In einer Kirchheimer Werkstätte ist ein mehrfach preisgekröntes Kleinmöbel entstanden. Melchior Harlan steuerte in diesem Jahr das beste Meisterstück des Schreinergewerbes im Bereich der Handwerkskammer Stuttgart bei.
Kirchheim - Wäre da nicht die aparte Holzmaserung auf der Vorderseite, man könnte das Wandschränkchen beim ersten Augenschein glatt als eines unter vielen einstufen. Doch schon ein leichter Druck auf einen Auslöserpunkt an der Unterseite lässt die beiden Vorderhälften sanft zur Seite wegschwingen, und der Blick fällt auf ein ausgeklügeltes Innenleben des Kleinmöbels. Jeweils drei Drehfächer in den ausgefahrenen Kubushälften, Holzzapfen zum Aufhängen von Halsketten und ähnlichem Zierwerk sowie ein stufenlos verstellbarer Spiegel an der Rückseite deuten auf die Funktion eines Schmuckschränkchens hin.
Geburtsstunde des viel gepriesenen Meisterstücks
Noch ehe die ersten Schmuckaccessoires in dem Hängekästchen freilich eine Bleibe fanden, hat das Minimöbel erst einmal ermöglicht, dass sich sein Erbauer Melchior Harlan mit Meisterehren schmücken darf.

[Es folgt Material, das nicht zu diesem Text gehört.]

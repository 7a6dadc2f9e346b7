use super::{wrap_symbol, wrap_ulong, Typed};

/// Identifies the meaning of a described value, either by numeric code or by
/// symbolic name.
#[derive(Debug, PartialEq, Eq, Clone, Hash)]
pub enum Descriptor {
    Ulong(u64),
    Symbol(String),
}

impl Descriptor {
    pub fn to_typed(&self) -> Typed {
        match self {
            Descriptor::Ulong(code) => wrap_ulong(*code),
            Descriptor::Symbol(name) => wrap_symbol(name.as_str()),
        }
    }

    /// Reads a descriptor back from its typed form. Strings are accepted
    /// alongside symbols.
    pub fn from_typed(typed: &Typed) -> Option<Descriptor> {
        if typed.is_ulong() {
            typed.as_u64().map(Descriptor::Ulong)
        } else if typed.is_symbol() || typed.is_string() {
            typed.as_str().map(|s| Descriptor::Symbol(s.to_owned()))
        } else {
            None
        }
    }
}

impl From<u64> for Descriptor {
    fn from(code: u64) -> Self {
        Descriptor::Ulong(code)
    }
}

impl From<&str> for Descriptor {
    fn from(name: &str) -> Self {
        Descriptor::Symbol(name.to_owned())
    }
}

impl From<String> for Descriptor {
    fn from(name: String) -> Self {
        Descriptor::Symbol(name)
    }
}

Damit nicht genug: mit der Note 1,1 und 99,3 von 100 möglichen Punkten steuerte der 37-Jährige in diesem Jahr das beste Meisterstück des Schreinergewerbes im Bereich der Handwerkskammer Stuttgart bei. Und der Glanz des Schmuckkästchens strahlte bis ins Stuttgarter Haus der Wirtschaft, wo für Harlan bei der erst jüngst zu Ende gegangenen Ausstellung „Möbel zum Träumen“ zusätzlich ein Goldener Würfel heraussprang. Dieses Gütesiegel ist bei der Möbelschau insgesamt nur zweimal vergeben worden. Schließlich vertrat der höchst erfolgreiche Schreiner bei der schon traditionellen Abschlussfeier des baden-württembergischen Handwerks unter 800 frisch gebackenen Meistern das Tischlergewerbe.

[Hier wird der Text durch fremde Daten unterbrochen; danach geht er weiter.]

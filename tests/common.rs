#![allow(dead_code)]

use amqp_engine::types::{Map, Value};
use chrono::{TimeZone, Utc};
use fake::{Fake, Faker};
use tracing::Level;
use tracing_subscriber::FmtSubscriber;
use uuid::Uuid;

pub fn init_tracing() {
    let subscriber = FmtSubscriber::builder()
        .with_max_level(Level::TRACE)
        .with_test_writer()
        .finish();
    let _ = tracing::subscriber::set_global_default(subscriber);
}

pub fn fake_scalar() -> Value {
    match (0..11).fake::<u8>() {
        0 => Value::Null,
        1 => Value::Boolean(Faker.fake()),
        2 => Value::from(Faker.fake::<u64>()),
        3 => Value::from(Faker.fake::<i64>()),
        4 => Value::from((-1.0e9..1.0e9).fake::<f64>()),
        5 => Value::Char(Faker.fake()),
        6 => {
            let millis = (-1_000_000_000_000i64..4_000_000_000_000).fake::<i64>();
            Value::Timestamp(Utc.timestamp_millis_opt(millis).unwrap())
        }
        7 => Value::Uuid(Uuid::from_u128(Faker.fake())),
        8 => Value::String(Faker.fake()),
        9 => Value::Binary(Faker.fake()),
        _ => Value::from((0..300u32).fake::<u32>()),
    }
}

/// A random native value nested at most `depth` levels deep.
pub fn fake_value(depth: u8) -> Value {
    if depth == 0 {
        return fake_scalar();
    }
    match (0..4).fake::<u8>() {
        0 => Value::List((0..(0..5).fake::<usize>()).map(|_| fake_value(depth - 1)).collect()),
        1 => {
            let mut map = Map::new();
            for _ in 0..(0..5).fake::<usize>() {
                map.insert(Faker.fake::<String>(), fake_value(depth - 1));
            }
            Value::Map(map)
        }
        _ => fake_scalar(),
    }
}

Die Geburtsstunde des viel gepriesenen Meisterstücks schlug in der kleinen Werkstatt eines hundertjährigen Bauernhauses in Kirchheim. Dort tüftelte, fräste und schraubte der gebürtige Hamburger, dessen Frau aus der Teckstadt stammt, in diesem Sommer über mehrere Wochen hinweg an seinem Objekt, um ihm den letzten Schliff zu geben. Und ging es nicht ohne Maschinen ab, dann nutzte er die Möglichkeiten eines in der Landeshauptstadt ansässigen Werkstattkollektivs.
Die Kunst der Möbelrestauration
Als es indes um die Lösung der Schließ- und Öffnungstechnik des Schränkchens ging, war Harlan, wie er sagt, ganz auf sich allein gestellt. Trotz intensivster Pirsch durch Baumärkte und Beschlägeläden sei ihm nur die Marke Eigenbau geblieben. Mit der Folge freilich, dass das Thema Mechanik ihn noch heute fest am Tüftler – und Bastlerwickel hat.

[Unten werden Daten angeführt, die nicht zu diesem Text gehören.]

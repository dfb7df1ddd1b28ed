//! The synthesis pipeline.
//!
//! One single-threaded pass per invocation: provider facts are looked up
//! first, then each tier's builder runs to completion before anything that
//! depends on it, and the output exporter reads the finished graph last.
//! Identical configuration produces a structurally identical stack; nothing
//! is shared between passes.

use tracing::{debug, info};

use crate::config::{StackConfig, Topology};
use crate::error::SynthError;
use crate::graph::StackGraph;
use crate::provider::ProviderFacts;
use crate::types::{AttrValue, Outputs};

mod load_balancer;
mod network;
mod outputs;
mod security;
mod workload;

#[cfg(test)]
mod tests;

/// The result of one synthesis pass: the dependency-ordered resource graph
/// and the named outputs a consumer reads back after apply.
#[derive(Debug, Clone, PartialEq)]
pub struct Stack {
    pub config: StackConfig,
    pub graph: StackGraph,
    pub outputs: Outputs,
}

/// Build the full resource graph and output table for `config`.
///
/// Fails without producing any node when required facts are missing or the
/// region cannot support the topology; there is no partial-success state.
pub fn synthesize(
    config: &StackConfig,
    facts: &dyn ProviderFacts,
) -> Result<Stack, SynthError> {
    info!(
        event = "Synthesis",
        phase = "Start",
        stack = config.name,
        region = config.region,
        topology = %config.topology
    );

    let identity = facts.caller_identity()?;
    let account = &identity.account_id;
    debug!(event = "Synthesis", phase = "Facts", account = %account);

    let mut graph = StackGraph::new();
    let registry = workload::build_registry(config, &mut graph);

    let outputs = match config.topology {
        Topology::Registry => {
            let access =
                security::build_registry_role(config, account, registry.repository, &mut graph);
            outputs::export_registry(config, account, &registry, &access)?
        }
        Topology::Compute | Topology::Full => {
            let zones = facts.availability_zones(&config.region)?;
            let net = network::build(config, &zones, &mut graph)?;
            let groups = security::build_groups(config, &net, &mut graph);
            let roles = security::build_roles(config, account, registry.repository, &mut graph);
            let lb = groups
                .lb_sg
                .map(|sg| load_balancer::build(config, &net, sg, &mut graph));
            let workload = workload::build_compute(
                config,
                account,
                &net,
                &groups,
                &roles,
                lb.as_ref(),
                &mut graph,
            );
            outputs::export_stack(
                config,
                account,
                &registry,
                &net,
                &groups,
                &roles,
                &workload,
                lb.as_ref(),
            )?
        }
    };

    info!(
        event = "Synthesis",
        phase = "Done",
        nodes = graph.len(),
        outputs = outputs.len()
    );

    Ok(Stack {
        config: config.clone(),
        graph,
        outputs,
    })
}

/// The tag set every resource carries.
pub(crate) fn resource_tags(config: &StackConfig, name: &str) -> AttrValue {
    AttrValue::map([
        ("Name", AttrValue::from(name)),
        ("Environment", AttrValue::from("development")),
        ("Project", AttrValue::Str(config.name.clone())),
        ("ManagedBy", AttrValue::from("stackforge")),
    ])
}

Seinem „romantischen Einschlag“ zuliebe ging Melchior Harlan nach seiner Schreinerlehre – und vor dem Studium der Theologie und Pädagogik – auf die Walz nach Italien, bis hinunter und hinüber nach Sizilien. Dabei hat er unter anderem in einer römischen Behinderteneinrichtung mit Jugendlichen gearbeitet und sie angeleitet, in Florenz beauftragte ein Klosterbesitzer den durchreisenden Handwerksgesellen damit, sechs Mönchszellen in Gästezimmer umzuwandeln.
Harlan möchte die Erfahrungen, die er in Italien gemacht hat, nicht missen, denn dort werde die Handarbeit und die Kunst der Möbelrestauration besonders hochgehalten. Und so hat bestimmt auch das Kirchheimer Schmuckschränkchen von mediterranen Impressionen seines Schöpfers profitiert. Trotz der dekorativen Vorderseite des Meisterwerks aus Eschenwurzelholz – Melchior Harlan: „Das gehört eigentlich in den Ofen!“ – und des unprätentiösen Kubusgehäuses aus kanadischem Ahorn zählt die äußere Schlichtheit zum Programm. „Das Design erwächst aus der Funktion“, lautet eine zentrale Maxime des 37-Jährigen, der vorzugsweise seine Zukunft in der Berufsbildung sieht. Auf diesem Feld die praktische Arbeit eines Tischlermeisters mit pädagogischen Kenntnissen zu kombinieren, „das wäre toll“, sagt Melchior Harlan.